▶ **EXERCISE DETAILS**: Write only the number of lines below in which "check" occurs.

▶ **WORKING DATA**:
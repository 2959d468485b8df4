//! Stack lifecycle: create, deploy, restart, pause, delete, status, config edits, key rotation.
//!
//! Writes to one stack are serialized through `<data_dir>/locks/<slug>.lock`. Different stacks
//! never contend. Creation also holds `<data_dir>/locks/.create.lock` so that concurrent
//! processes see each other's port blocks. Status reads take no lock.

use std::sync::Arc;
use std::time::Duration;

use serde::Serialize;

use crate::alloc::{Allocation, PortLedger};
use crate::compose::{parse_ps_output, Compose, ServiceState};
use crate::config::ConsoleConfig;
use crate::credentials::{
    generate_secret, CredentialError, CredentialSet, RandomError, TokenPair, JWT_SECRET_LEN,
};
use crate::envfile::{default_entries, render, write_env_file};
use crate::errors::StackError;
use crate::lock::{acquire_lock_at, create_lock_path, stack_lock_path, FileLock};
use crate::metrics::Collector;
use crate::poll::{poll_until, PollOutcome, Probe};
use crate::preflight::{run_preflight, NetworkReachability, PreflightReport, Reachability};
use crate::store::{ConfigEntry, JsonFileStore, Stack, StackStatus, Store};
use crate::template::{self, MaterializedTemplate, RewriteReport};
use crate::util::exec::{CommandRunner, ExecService};
use crate::util::fs::remove_tree;
use crate::util::id::create_stack_id;

/// Input for [`Orchestrator::create_stack`].
#[derive(Debug, Clone, Default)]
pub struct NewStack {
    pub name: String,
    pub description: String,
    pub owner_id: String,
}

#[derive(Debug, Clone)]
pub struct CreatedStack {
    pub stack: Stack,
    pub allocation: Allocation,
    pub template: MaterializedTemplate,
    pub report: RewriteReport,
}

#[derive(Debug, Clone)]
pub struct DeployOutcome {
    pub preflight: PreflightReport,
    pub pulled: bool,
    /// Services seen right after `up`; empty when verification failed.
    pub services: Vec<ServiceState>,
}

#[derive(Debug, Clone, Copy, PartialEq, Eq, Serialize)]
pub struct DeleteReport {
    pub containers_removed: bool,
    pub files_removed: bool,
}

#[derive(Debug, Clone, PartialEq, Eq)]
pub enum Readiness {
    Ready(Vec<ServiceState>),
    /// Status could not be read; carries the reason.
    NotReady(String),
    TimedOut(Vec<ServiceState>),
}

#[derive(Debug, Clone)]
pub struct RotatedKeys {
    pub secret_reused: bool,
    pub tokens: TokenPair,
}

/// Status implied by a `ps` snapshot, given the status currently stored.
pub fn derive_status(current: StackStatus, services: &[ServiceState]) -> StackStatus {
    let running = services.iter().filter(|s| s.is_running()).count();
    if running == 0 {
        return match current {
            StackStatus::Created | StackStatus::Provisioned | StackStatus::Paused => current,
            _ => StackStatus::Down,
        };
    }
    if running == services.len() {
        StackStatus::Active
    } else {
        StackStatus::Degraded
    }
}

fn random_failure(e: getrandom::Error) -> StackError {
    StackError::Credentials(CredentialError::Random(RandomError::from(e)))
}

pub struct Orchestrator {
    config: ConsoleConfig,
    store: Arc<dyn Store>,
    runner: Arc<dyn CommandRunner>,
    reach: Arc<dyn Reachability>,
}
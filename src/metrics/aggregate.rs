use serde::Serialize;

use super::host::percent;
use super::parse::{InspectRecord, NetworkRecord, StatsRecord, VolumeRecord};
use super::units::{bytes_to_mb, format_bytes};

#[derive(Debug, Clone, Copy, Default, PartialEq, Serialize)]
pub struct MemoryFigures {
    pub used_mb: u64,
    pub limit_mb: u64,
    pub percent: f64,
}

/// One container of a stack: inspect data joined with its stats row.
#[derive(Debug, Clone, PartialEq, Serialize)]
pub struct ContainerRecord {
    pub id: String,
    /// Name without the `{slug}-` prefix.
    pub name: String,
    pub full_name: String,
    pub status: String,
    pub image: String,
    pub created: String,
    pub restart_count: u64,
    pub memory: MemoryFigures,
    #[serde(skip)]
    pub memory_used_bytes: u64,
    #[serde(skip)]
    pub memory_limit_bytes: u64,
    pub cpu: f64,
    pub network: String,
    pub block_io: String,
}

impl ContainerRecord {
    pub fn join(slug: &str, inspect: InspectRecord, stats: Option<&StatsRecord>) -> Self {
        let name = crate::util::strip_name_prefix(&inspect.name, &format!("{slug}-")).to_string();
        let (memory, used_bytes, limit_bytes, cpu, network, block_io) = match stats {
            Some(s) => (
                MemoryFigures {
                    used_mb: bytes_to_mb(s.mem_used_bytes).round() as u64,
                    limit_mb: bytes_to_mb(s.mem_limit_bytes).round() as u64,
                    percent: s.mem_percent,
                },
                s.mem_used_bytes,
                s.mem_limit_bytes,
                s.cpu_percent,
                s.net_io.clone(),
                s.block_io.clone(),
            ),
            None => (
                MemoryFigures::default(),
                0,
                0,
                0.0,
                "N/A".to_string(),
                "N/A".to_string(),
            ),
        };
        Self {
            id: inspect.id,
            name,
            full_name: inspect.name,
            status: inspect.status,
            image: inspect.image,
            created: inspect.created,
            restart_count: inspect.restart_count,
            memory,
            memory_used_bytes: used_bytes,
            memory_limit_bytes: limit_bytes,
            cpu,
            network,
            block_io,
        }
    }

    pub fn is_running(&self) -> bool {
        self.status == "running"
    }
}

#[derive(Debug, Clone, PartialEq, Serialize)]
pub struct StackStats {
    pub total_containers: usize,
    pub running_containers: usize,
    pub stopped_containers: usize,
    pub total_restarts: u64,
    pub total_memory_used_mb: u64,
    pub total_memory_limit_mb: u64,
    pub system_total_memory_mb: u64,
    pub memory_usage_percent: u64,
    pub average_cpu: f64,
    pub total_volumes: usize,
    pub total_volume_size_bytes: u64,
    pub total_volume_size: String,
    pub total_networks: usize,
}

impl Default for StackStats {
    fn default() -> Self {
        aggregate(&[], &[], &[], 0, 0)
    }
}

/// Roll per-container records up into stack totals.
///
/// `system_total_mb` of 0 falls back to the summed container limits.
pub fn aggregate(
    containers: &[ContainerRecord],
    volumes: &[VolumeRecord],
    networks: &[NetworkRecord],
    volume_dir_bytes: u64,
    system_total_mb: u64,
) -> StackStats {
    let running = containers.iter().filter(|c| c.is_running()).count();
    let used_bytes: u64 = containers.iter().map(|c| c.memory_used_bytes).sum();
    let limit_bytes: u64 = containers.iter().map(|c| c.memory_limit_bytes).sum();
    let used_mb = bytes_to_mb(used_bytes);
    let limit_mb = bytes_to_mb(limit_bytes).round() as u64;
    let system_total = if system_total_mb > 0 {
        system_total_mb
    } else {
        limit_mb
    };
    let average_cpu = if containers.is_empty() {
        0.0
    } else {
        let sum: f64 = containers.iter().map(|c| c.cpu).sum();
        (sum / containers.len() as f64 * 100.0).round() / 100.0
    };

    StackStats {
        total_containers: containers.len(),
        running_containers: running,
        stopped_containers: containers.len() - running,
        total_restarts: containers.iter().map(|c| c.restart_count).sum(),
        total_memory_used_mb: used_mb.round() as u64,
        total_memory_limit_mb: limit_mb,
        system_total_memory_mb: system_total,
        memory_usage_percent: if system_total == 0 {
            0
        } else {
            (used_mb / system_total as f64 * 100.0).round() as u64
        },
        average_cpu,
        total_volumes: volumes.len(),
        total_volume_size_bytes: volume_dir_bytes,
        total_volume_size: format_bytes(volume_dir_bytes),
        total_networks: networks.len(),
    }
}

/// Memory of one container as docker printed it, plus MB figures.
#[derive(Debug, Clone, PartialEq, Eq, Serialize)]
pub struct ContainerMemory {
    pub name: String,
    pub used: String,
    pub total: String,
    pub used_mb: u64,
    pub limit_mb: u64,
}

#[derive(Debug, Clone, PartialEq, Eq, Serialize)]
pub struct MemorySummary {
    pub containers: Vec<ContainerMemory>,
    pub total_used_mb: u64,
    pub total_limit_mb: u64,
    pub used_percent: u64,
    pub unit: &'static str,
}

/// Per-container memory for one stack; percent is of the summed limits.
pub fn summarize_memory(slug: &str, stats: &[StatsRecord]) -> MemorySummary {
    let prefix = format!("{slug}-");
    let containers: Vec<ContainerMemory> = stats
        .iter()
        .map(|s| ContainerMemory {
            name: crate::util::strip_name_prefix(&s.name, &prefix).to_string(),
            used: s.mem_used.clone(),
            total: s.mem_limit.clone(),
            used_mb: bytes_to_mb(s.mem_used_bytes).round() as u64,
            limit_mb: bytes_to_mb(s.mem_limit_bytes).round() as u64,
        })
        .collect();
    let used = bytes_to_mb(stats.iter().map(|s| s.mem_used_bytes).sum());
    let limit = bytes_to_mb(stats.iter().map(|s| s.mem_limit_bytes).sum());
    MemorySummary {
        containers,
        total_used_mb: used.round() as u64,
        total_limit_mb: limit.round() as u64,
        used_percent: percent(used.round() as u64, limit.round() as u64),
        unit: "MB",
    }
}

#[cfg(test)]
mod tests {
    use super::*;
    use crate::metrics::parse::{parse_inspect_line, parse_stats_line};

    fn record(line_inspect: &str, line_stats: &str) -> ContainerRecord {
        let stats = parse_stats_line(line_stats).unwrap();
        ContainerRecord::join("s-1", parse_inspect_line(line_inspect).unwrap(), Some(&stats))
    }

    #[test]
    fn empty_input_is_all_zero() {
        let s = aggregate(&[], &[], &[], 0, 0);
        assert_eq!(s.total_containers, 0);
        assert_eq!(s.running_containers, 0);
        assert_eq!(s.stopped_containers, 0);
        assert_eq!(s.total_restarts, 0);
        assert_eq!(s.total_memory_used_mb, 0);
        assert_eq!(s.total_memory_limit_mb, 0);
        assert_eq!(s.system_total_memory_mb, 0);
        assert_eq!(s.memory_usage_percent, 0);
        assert_eq!(s.average_cpu, 0.0);
        assert_eq!(s.total_volume_size, "0 B");
        assert_eq!(s, StackStats::default());
    }

    #[test]
    fn totals_and_average_cpu() {
        let a = record(
            "aaaaaaaaaaaaaaaa|/s-1-db|running|1|postgres|2024-01-01T00:00:00Z",
            "s-1-db|512MiB / 2GiB|25%|1.111%|0B / 0B|0B / 0B",
        );
        let b = record(
            "bbbbbbbbbbbbbbbb|/s-1-kong|exited|3|kong|2024-01-01T00:00:00Z",
            "s-1-kong|512MiB / 2GiB|25%|2.222%|0B / 0B|0B / 0B",
        );
        assert_eq!(a.name, "db");
        let s = aggregate(&[a, b], &[], &[], 1536, 4096);
        assert_eq!(s.total_containers, 2);
        assert_eq!(s.running_containers, 1);
        assert_eq!(s.stopped_containers, 1);
        assert_eq!(s.total_restarts, 4);
        assert_eq!(s.total_memory_used_mb, 1024);
        assert_eq!(s.total_memory_limit_mb, 4096);
        assert_eq!(s.memory_usage_percent, 25);
        assert_eq!(s.average_cpu, 1.67);
        assert_eq!(s.total_volume_size, "1.5 KB");
    }

    #[test]
    fn memory_summary_percent_of_limits() {
        let stats = vec![
            parse_stats_line("s-1-db|1GiB / 4GiB|25%|0%|-|-").unwrap(),
            parse_stats_line("s-1-rest|1GiB / 4GiB|25%|0%|-|-").unwrap(),
        ];
        let m = summarize_memory("s-1", &stats);
        assert_eq!(m.containers[1].name, "rest");
        assert_eq!(m.total_used_mb, 2048);
        assert_eq!(m.total_limit_mb, 8192);
        assert_eq!(m.used_percent, 25);
        assert_eq!(m.unit, "MB");
    }
}
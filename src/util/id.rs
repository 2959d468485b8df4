use std::time::{Duration, SystemTime};

/// Milliseconds since the unix epoch; clamps to 0 before 1970.
pub fn now_millis() -> u64 {
    SystemTime::now()
        .duration_since(SystemTime::UNIX_EPOCH)
        .unwrap_or_else(|_| Duration::from_secs(0))
        .as_millis() as u64
}

/// Random stack identifier: 16 base36 chars from the OS random source.
pub fn create_stack_id() -> Result<String, getrandom::Error> {
    let mut raw = [0u8; 16];
    getrandom::getrandom(&mut raw)?;
    let alphabet = b"0123456789abcdefghijklmnopqrstuvwxyz";
    Ok(raw
        .iter()
        .map(|b| alphabet[(*b as usize) % alphabet.len()] as char)
        .collect())
}

#[cfg(test)]
mod tests {
    use super::*;

    #[test]
    fn stack_ids_are_base36_and_distinct() {
        let a = create_stack_id().unwrap();
        let b = create_stack_id().unwrap();
        assert_eq!(a.len(), 16);
        assert!(a.chars().all(|c| c.is_ascii_digit() || c.is_ascii_lowercase()));
        assert_ne!(a, b);
    }
}
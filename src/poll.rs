//! Bounded polling with a tri-state outcome.

use std::time::{Duration, Instant};

#[derive(Debug, Clone, PartialEq, Eq)]
pub enum PollOutcome<T> {
    /// The check reported readiness.
    Ready(T),
    /// The check itself failed; polling stopped early.
    Failed(String),
    /// The deadline passed; carries the last observation.
    TimedOut(Option<T>),
}

/// What one probe saw.
pub enum Probe<T> {
    Ready(T),
    Pending(T),
    Failed(String),
}

/// Call `check` every `interval` until it is ready, fails, or `deadline` elapses.
///
/// `check` always runs at least once.
pub fn poll_until<T, F>(interval: Duration, deadline: Duration, mut check: F) -> PollOutcome<T>
where
    F: FnMut() -> Probe<T>,
{
    let start = Instant::now();
    let mut last = None;
    loop {
        match check() {
            Probe::Ready(v) => return PollOutcome::Ready(v),
            Probe::Failed(msg) => return PollOutcome::Failed(msg),
            Probe::Pending(v) => last = Some(v),
        }
        let elapsed = start.elapsed();
        if elapsed >= deadline {
            return PollOutcome::TimedOut(last);
        }
        std::thread::sleep(interval.min(deadline - elapsed));
    }
}
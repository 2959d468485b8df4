use std::ffi::OsString;
use std::io::{self, Read};
use std::path::{Path, PathBuf};
use std::process::{Command, Stdio};
use std::sync::atomic::{AtomicBool, Ordering};
use std::sync::Arc;
use std::thread;
use std::time::{Duration, Instant};

use thiserror::Error;
use wait_timeout::ChildExt;

/// Per-stream cap on captured output before the child is killed.
pub const DEFAULT_OUTPUT_LIMIT: usize = 10 * 1024 * 1024;

const WAIT_SLICE: Duration = Duration::from_millis(50);

#[derive(Debug, Error)]
pub enum ExecError {
    #[error("{program}: command not found")]
    NotFound { program: String },
    #[error("failed to spawn {program}: {source}")]
    Spawn {
        program: String,
        #[source]
        source: io::Error,
    },
    #[error("command `{command}` timed out after {timeout:?}")]
    TimedOut { command: String, timeout: Duration },
    #[error("command `{command}` produced more than {limit} bytes of output (output buffer exceeded)")]
    OutputOverflow { command: String, limit: usize },
    #[error("failed while waiting for `{command}`: {source}")]
    Wait {
        command: String,
        #[source]
        source: io::Error,
    },
}

/// Seam between the orchestrator and the processes it drives.
pub trait CommandRunner: Send + Sync {
    fn run(&self, request: ExecRequest) -> Result<ExecOutput, ExecError>;
}

/// Command execution with timeouts and bounded output capture.
#[derive(Debug, Clone)]
pub struct ExecService {
    default_timeout: Duration,
    output_limit: usize,
}

impl ExecService {
    pub fn new(default_timeout: Duration) -> Self {
        Self {
            default_timeout,
            output_limit: DEFAULT_OUTPUT_LIMIT,
        }
    }

}

impl Default for ExecService {
    fn default() -> Self {
        Self::new(Duration::from_secs(30))
    }
}

impl CommandRunner for ExecService {
    fn run(&self, request: ExecRequest) -> Result<ExecOutput, ExecError> {
        let command_line = request.command_line();
        let program = request.program.to_string_lossy().to_string();
        tracing::debug!(command = %command_line, cwd = ?request.cwd, "exec");

        let mut cmd = Command::new(&request.program);
        cmd.args(&request.args);
        if let Some(ref cwd) = request.cwd {
            cmd.current_dir(cwd);
        }
        cmd.stdin(Stdio::null())
            .stdout(Stdio::piped())
            .stderr(Stdio::piped());

        let mut child = cmd.spawn().map_err(|e| {
            if e.kind() == io::ErrorKind::NotFound {
                ExecError::NotFound {
                    program: program.clone(),
                }
            } else {
                ExecError::Spawn {
                    program: program.clone(),
                    source: e,
                }
            }
        })?;

        let limit = self.output_limit;
        let overflow = Arc::new(AtomicBool::new(false));
        let stdout_reader = child
            .stdout
            .take()
            .map(|s| spawn_reader(s, limit, Arc::clone(&overflow)));
        let stderr_reader = child
            .stderr
            .take()
            .map(|s| spawn_reader(s, limit, Arc::clone(&overflow)));

        let timeout = request.timeout.unwrap_or(self.default_timeout);
        let started = Instant::now();
        let status = loop {
            let waited = child.wait_timeout(WAIT_SLICE).map_err(|e| ExecError::Wait {
                command: command_line.clone(),
                source: e,
            })?;
            if let Some(status) = waited {
                break status;
            }
            if overflow.load(Ordering::SeqCst) {
                let _ = child.kill();
                let _ = child.wait();
                return Err(ExecError::OutputOverflow {
                    command: command_line,
                    limit,
                });
            }
            if !timeout.is_zero() && started.elapsed() >= timeout {
                let _ = child.kill();
                let _ = child.wait();
                return Err(ExecError::TimedOut {
                    command: command_line,
                    timeout,
                });
            }
        };

        let stdout = join_reader(stdout_reader);
        let stderr = join_reader(stderr_reader);
        if overflow.load(Ordering::SeqCst) {
            return Err(ExecError::OutputOverflow {
                command: command_line,
                limit,
            });
        }

        Ok(ExecOutput {
            code: status.code(),
            duration: started.elapsed(),
            stdout,
            stderr,
        })
    }
}

// Pipes are drained concurrently so a chatty child never blocks on a full pipe.
fn spawn_reader<R: Read + Send + 'static>(
    mut stream: R,
    limit: usize,
    overflow: Arc<AtomicBool>,
) -> thread::JoinHandle<Vec<u8>> {
    thread::spawn(move || {
        let mut kept = Vec::new();
        let mut chunk = [0u8; 8192];
        loop {
            match stream.read(&mut chunk) {
                Ok(0) => break,
                Ok(n) => {
                    let room = limit.saturating_sub(kept.len());
                    if n > room {
                        kept.extend_from_slice(&chunk[..room]);
                        overflow.store(true, Ordering::SeqCst);
                    } else {
                        kept.extend_from_slice(&chunk[..n]);
                    }
                }
                Err(e) if e.kind() == io::ErrorKind::Interrupted => continue,
                Err(_) => break,
            }
        }
        kept
    })
}

fn join_reader(handle: Option<thread::JoinHandle<Vec<u8>>>) -> String {
    handle
        .and_then(|h| h.join().ok())
        .map(|bytes| String::from_utf8_lossy(&bytes).to_string())
        .unwrap_or_default()
}

#[derive(Debug, Clone, Default)]
pub struct ExecRequest {
    program: OsString,
    args: Vec<OsString>,
    cwd: Option<PathBuf>,
    timeout: Option<Duration>,
}

impl ExecRequest {
    pub fn new(program: impl Into<OsString>) -> Self {
        Self {
            program: program.into(),
            ..Self::default()
        }
    }

    pub fn arg(mut self, arg: impl Into<OsString>) -> Self {
        self.args.push(arg.into());
        self
    }

    pub fn args<I, S>(mut self, args: I) -> Self
    where
        I: IntoIterator<Item = S>,
        S: Into<OsString>,
    {
        self.args.extend(args.into_iter().map(Into::into));
        self
    }

    pub fn cwd(mut self, dir: impl Into<PathBuf>) -> Self {
        self.cwd = Some(dir.into());
        self
    }

    pub fn timeout(mut self, timeout: Duration) -> Self {
        self.timeout = Some(timeout);
        self
    }

    pub fn program(&self) -> &OsString {
        &self.program
    }

    pub fn arg_strings(&self) -> Vec<String> {
        self.args
            .iter()
            .map(|a| a.to_string_lossy().to_string())
            .collect()
    }

    pub fn working_dir(&self) -> Option<&Path> {
        self.cwd.as_deref()
    }

    /// Program and arguments joined for logs and error messages.
    pub fn command_line(&self) -> String {
        let mut parts = vec![self.program.to_string_lossy().to_string()];
        parts.extend(self.arg_strings());
        parts.join(" ")
    }
}

#[derive(Debug, Clone, Default)]
pub struct ExecOutput {
    pub code: Option<i32>,
    pub duration: Duration,
    pub stdout: String,
    pub stderr: String,
}

impl ExecOutput {
    pub fn success(&self) -> bool {
        self.code == Some(0)
    }

    /// Most useful text for a failure report: stderr when present, else stdout.
    pub fn failure_text(&self) -> String {
        let err = self.stderr.trim();
        if !err.is_empty() {
            return err.to_string();
        }
        let out = self.stdout.trim();
        if !out.is_empty() {
            return out.to_string();
        }
        match self.code {
            Some(c) => format!("exited with status {c}"),
            None => "terminated by signal".to_string(),
        }
    }
}
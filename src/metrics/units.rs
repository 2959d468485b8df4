//! Human size strings as printed by docker, and back.

const UNITS: [&str; 5] = ["B", "KB", "MB", "GB", "TB"];
pub const MIB: f64 = 1024.0 * 1024.0;

fn multiplier(unit: &str) -> f64 {
    match unit.to_ascii_uppercase().as_str() {
        "KB" | "KIB" => 1024.0,
        "MB" | "MIB" => MIB,
        "GB" | "GIB" => MIB * 1024.0,
        "TB" | "TIB" => MIB * MIB,
        _ => 1.0,
    }
}

/// Parse `12.5MiB`, `1.2 kB`, `648B` into bytes (1024-based, rounded).
///
/// `N/A`, `-`, empty and otherwise unparseable input is 0. A bare number is bytes.
pub fn parse_size(input: &str) -> u64 {
    let s = input.trim();
    let Some(start) = s.find(|c: char| c.is_ascii_digit() || c == '.') else {
        return 0;
    };
    let rest = &s[start..];
    let num_end = rest
        .find(|c: char| !(c.is_ascii_digit() || c == '.'))
        .unwrap_or(rest.len());
    let Ok(value) = rest[..num_end].parse::<f64>() else {
        return 0;
    };
    let after = rest[num_end..].trim_start();
    let unit_end = after
        .find(|c: char| !c.is_ascii_alphabetic())
        .unwrap_or(after.len());
    let bytes = (value * multiplier(&after[..unit_end])).round();
    if bytes.is_finite() && bytes > 0.0 {
        bytes as u64
    } else {
        0
    }
}

/// `0 B`, `512 B`, `1.5 KB`, `12 MB`: one decimal below 10, none from 10 up.
pub fn format_bytes(bytes: u64) -> String {
    if bytes == 0 {
        return "0 B".to_string();
    }
    let mut value = bytes as f64;
    let mut idx = 0;
    while value >= 1024.0 && idx < UNITS.len() - 1 {
        value /= 1024.0;
        idx += 1;
    }
    if value >= 10.0 {
        format!("{value:.0} {}", UNITS[idx])
    } else {
        format!("{value:.1} {}", UNITS[idx])
    }
}

/// `12.34%` → 12.34; `--` and junk → 0.
pub fn parse_percent(input: &str) -> f64 {
    input
        .trim()
        .trim_end_matches('%')
        .trim()
        .parse::<f64>()
        .ok()
        .filter(|v| v.is_finite())
        .unwrap_or(0.0)
}

pub fn bytes_to_mb(bytes: u64) -> f64 {
    bytes as f64 / MIB
}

▶ **SOLUTION TO THIS PROBLEM**: 6